The nature of running distributed tasks across multiple machines and the I/O-centric nature of the coordinating software elements make Python a very good fit for implementing this design. MTO leverages Python’s built-in multiprocessing module to ease development in a distributed environment. For example, the multiprocessing module supports proxy objects that add transparency to a local client when interacting with remote objects, as well as distributed queues. MTO also leverages Python’s deep support for asynchronous I/O through its asyncio module and capabilities. This aligns well with the I/O-centric operations conducted by each host, which by their nature are asynchronous. Lastly, the choice to use Python also fits well with our internal tooling infrastructure at LinkedIn, which is primarily Python-based.
The test execution model
Another aspect we had to reconcile within the design of MTO is which execution model to use in the distribution of tests. There are a number of choices, but here I will focus on two. The first is a “push” model, where tests are divided into subsets up front and each subset is then distributed to the workers. The second is a “pull” model, where the root node holds a queue of tests to run, and each worker pulls the next test from that queue as it becomes available.
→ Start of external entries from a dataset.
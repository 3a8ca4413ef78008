use std::{thread, time::Duration};

use anyhow::Result;
use approx::assert_abs_diff_eq;
use ndarray::{array, Array1};
use rand::SeedableRng;
use rand_chacha::ChaCha8Rng;
use sbi_core::{
    gradient_ascent, mcmc_transform, BoxUniform, CancelToken, LogpError, MapOutcome,
    MapSettings, Potential, Prior, TransformSettings,
};
use thiserror::Error;

#[derive(Error, Debug)]
enum PosteriorError {}

impl LogpError for PosteriorError {
    fn is_recoverable(&self) -> bool {
        true
    }
}

/// Log density of a correlated normal, up to a constant.
struct Posterior {
    mean: Array1<f64>,
    precision: [[f64; 2]; 2],
}

impl Potential for Posterior {
    type LogpError = PosteriorError;

    fn dim(&self) -> usize {
        2
    }

    fn logp(
        &mut self,
        position: &[f64],
        gradient: &mut [f64],
    ) -> std::result::Result<f64, Self::LogpError> {
        let diff = [position[0] - self.mean[0], position[1] - self.mean[1]];
        let mut logp = 0.;
        for i in 0..2 {
            let projected: f64 = (0..2).map(|j| self.precision[i][j] * diff[j]).sum();
            logp -= 0.5 * diff[i] * projected;
            gradient[i] = -projected;
        }
        Ok(logp)
    }
}

fn posterior() -> Posterior {
    Posterior {
        mean: array![0.25, 0.6],
        precision: [[20., 5.], [5., 10.]],
    }
}

#[test]
fn map_within_prior_bounds() -> Result<()> {
    let mut rng = ChaCha8Rng::seed_from_u64(42);
    let prior = BoxUniform::new(array![0., 0.], array![1., 1.]);
    let transform = mcmc_transform(&prior, &TransformSettings::default(), &mut rng)?;
    let inits = prior.sample(&mut rng, 200);

    let settings = MapSettings {
        num_iter: 2000,
        num_to_optimize: 10,
        learning_rate: 0.02,
        ..Default::default()
    };
    let outcome = gradient_ascent(
        &mut posterior(),
        inits.view(),
        Some(&transform),
        &settings,
        &CancelToken::new(),
    )?;
    let MapOutcome::Completed(estimate) = outcome else {
        panic!("optimization was not cancelled");
    };
    assert_abs_diff_eq!(estimate.point, array![0.25, 0.6], epsilon = 1e-2);
    Ok(())
}

#[test]
fn cancel_from_another_thread() -> Result<()> {
    let mut rng = ChaCha8Rng::seed_from_u64(0);
    let prior = BoxUniform::new(array![-5., -5.], array![5., 5.]);
    let inits = prior.sample(&mut rng, 20);
    let settings = MapSettings {
        num_iter: u64::MAX,
        num_to_optimize: 5,
        interruption_note: "Returning the best point so far.".to_string(),
        ..Default::default()
    };

    let token = CancelToken::new();
    let canceller = {
        let token = token.clone();
        thread::spawn(move || {
            thread::sleep(Duration::from_millis(50));
            token.cancel();
        })
    };
    let outcome = gradient_ascent(&mut posterior(), inits.view(), None, &settings, &token)?;
    canceller.join().expect("canceller thread panicked");

    assert!(outcome.is_cancelled());
    let estimate = outcome.estimate();
    let mut potential = posterior();
    let mut grad = [0.; 2];
    let init_best = inits
        .rows()
        .into_iter()
        .map(|row| potential.logp(&row.to_vec(), &mut grad).expect("infallible"))
        .fold(f64::NEG_INFINITY, f64::max);
    assert!(estimate.score >= init_best);
    assert_eq!(
        estimate.score,
        potential.logp(estimate.point.as_slice().expect("contiguous"), &mut grad)?
    );

    // a run that stops right after the last checkpoint before the cancellation
    // has seen the same checkpoints
    if estimate.iterations > 0 {
        let last_checkpoint = (estimate.iterations - 1) / settings.save_best_every
            * settings.save_best_every;
        let reference_settings = MapSettings {
            num_iter: last_checkpoint + 1,
            ..settings.clone()
        };
        let reference = gradient_ascent(
            &mut posterior(),
            inits.view(),
            None,
            &reference_settings,
            &CancelToken::new(),
        )?
        .into_estimate();
        assert_eq!(estimate.point, reference.point);
        assert_eq!(estimate.score, reference.score);
    } else {
        assert_eq!(estimate.score, init_best);
    }
    Ok(())
}
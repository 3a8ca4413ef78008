use itertools::izip;
use multiversion::multiversion;

/// Numerically stable `log(sum(exp(values)))`.
///
/// Returns `-inf` for an empty slice or if all values are `-inf`, and NaN
/// if any value is NaN.
pub fn logsumexp(values: &[f64]) -> f64 {
    if values.iter().any(|v| v.is_nan()) {
        return f64::NAN;
    }
    let max = values.iter().copied().fold(f64::NEG_INFINITY, f64::max);
    if max.is_infinite() {
        return max;
    }
    let sum: f64 = values.iter().map(|&v| (v - max).exp()).sum();
    max + sum.ln()
}

#[inline]
pub(crate) fn sigmoid(x: f64) -> f64 {
    if x >= 0. {
        1. / (1. + (-x).exp())
    } else {
        let e = x.exp();
        e / (1. + e)
    }
}

/// `log(sigmoid(x))` without overflow for large `|x|`.
#[inline]
pub(crate) fn log_sigmoid(x: f64) -> f64 {
    if x >= 0. {
        -(-x).exp().ln_1p()
    } else {
        x - x.exp().ln_1p()
    }
}

/// Map `theta` from `(lower, upper)` to the real line.
#[inline]
pub fn logit(theta: f64, lower: f64, upper: f64) -> f64 {
    let p = (theta - lower) / (upper - lower);
    (p / (1. - p)).ln()
}

/// Map an unbounded value into `(lower, upper)`. Inverse of [`logit`].
#[inline]
pub fn expit(theta_t: f64, lower: f64, upper: f64) -> f64 {
    (upper - lower) * sigmoid(theta_t) + lower
}

#[multiversion(targets("x86_64+avx+avx2+fma", "arm+neon"))]
pub(crate) fn vector_dot(a: &[f64], b: &[f64]) -> f64 {
    assert!(a.len() == b.len());

    let mut result = 0.;
    for (val1, val2) in a.iter().zip(b) {
        result += *val1 * *val2;
    }
    result
}

/// One Adam update for a flat parameter buffer.
///
/// `grad` is the gradient of the loss that is minimized. `bias1` and `bias2`
/// are `1 - beta^t` for the current step.
#[allow(clippy::too_many_arguments)]
#[multiversion(targets("x86_64+avx+avx2+fma", "arm+neon"))]
pub(crate) fn adam_update(
    params: &mut [f64],
    grad: &[f64],
    m: &mut [f64],
    v: &mut [f64],
    beta1: f64,
    beta2: f64,
    bias1: f64,
    bias2: f64,
    learning_rate: f64,
    epsilon: f64,
) {
    let n = params.len();
    assert!(grad.len() == n);
    assert!(m.len() == n);
    assert!(v.len() == n);

    izip!(params, grad, m, v).for_each(|(p, &g, m, v)| {
        *m = beta1 * *m + (1. - beta1) * g;
        *v = beta2 * *v + (1. - beta2) * g * g;
        let m_hat = *m / bias1;
        let v_hat = *v / bias2;
        *p -= learning_rate * m_hat / (v_hat.sqrt() + epsilon);
    });
}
MTO implements the “pull” model as the means of test distribution and execution. There are a number of reasons for this choice. First, the order of test distribution and execution is important, and this is easier to manage in a pull model than in a push model. In general, you want the longer-running tests to execute sooner; if instead you were to run the longest test as the very last test, you would be extending the overall test time because this test will be the only one running, making poor utilization of resources and parallelism. In a push model, if you want to strategically order the tests, then the way in which tests are divided initially has to be re-tuned and re-balanced as you add more tests or scale to more emulators. In a pull model, on the other hand, there is a single queue of tests to be ordered. The ordering is independent of how the distribution occurs and is simpler to perform.
The pull model is also more robust to failures. If an emulator misbehaves or a worker node goes offline, the remaining nodes of the system can pick up the slack, since the remaining workers will simply pull the remaining tests from the queue one-by-one. Tracking has to be put in place to know which test (if an emulator) or tests (if a full worker node) goes down, of course, but this is fairly simple to do. In a push model, if an emulator goes down, the full set of remaining tests have to be re-distributed according to some sort of potentially awkward logic.
Emulator cloud options
So far, we have focused solely on test distribution and execution. Mobile Test Orchestrator also provides a framework for launching emulators and creating device pools, in order to easily scale testing operations. These two concerns are very much kept separate and independent within MTO. Indeed, you have the choice of managing the device/ emulator pool within the same process as test execution or in an independent process. Emulator pools use an underlying queue to manage the emulators on a worker host. Clients reserve a device from the pool, making it unavailable to other clients, and relinquish the emulator back to the queue (pool) when finished. This prevents the conflict of multiple workers utilizing the same emulator.
MTO provides two means for the workers to get a reference to a device/ emulator pool. The first is through discovery. The API provides a means to discover existing emulators already present on the host and instantiate a pool from those. The second is through launching emulators explicitly to create the pool. A third alternative is to use custom code outside of MTO to launch the emulators and provide them through a shared multiprocessing.Queue.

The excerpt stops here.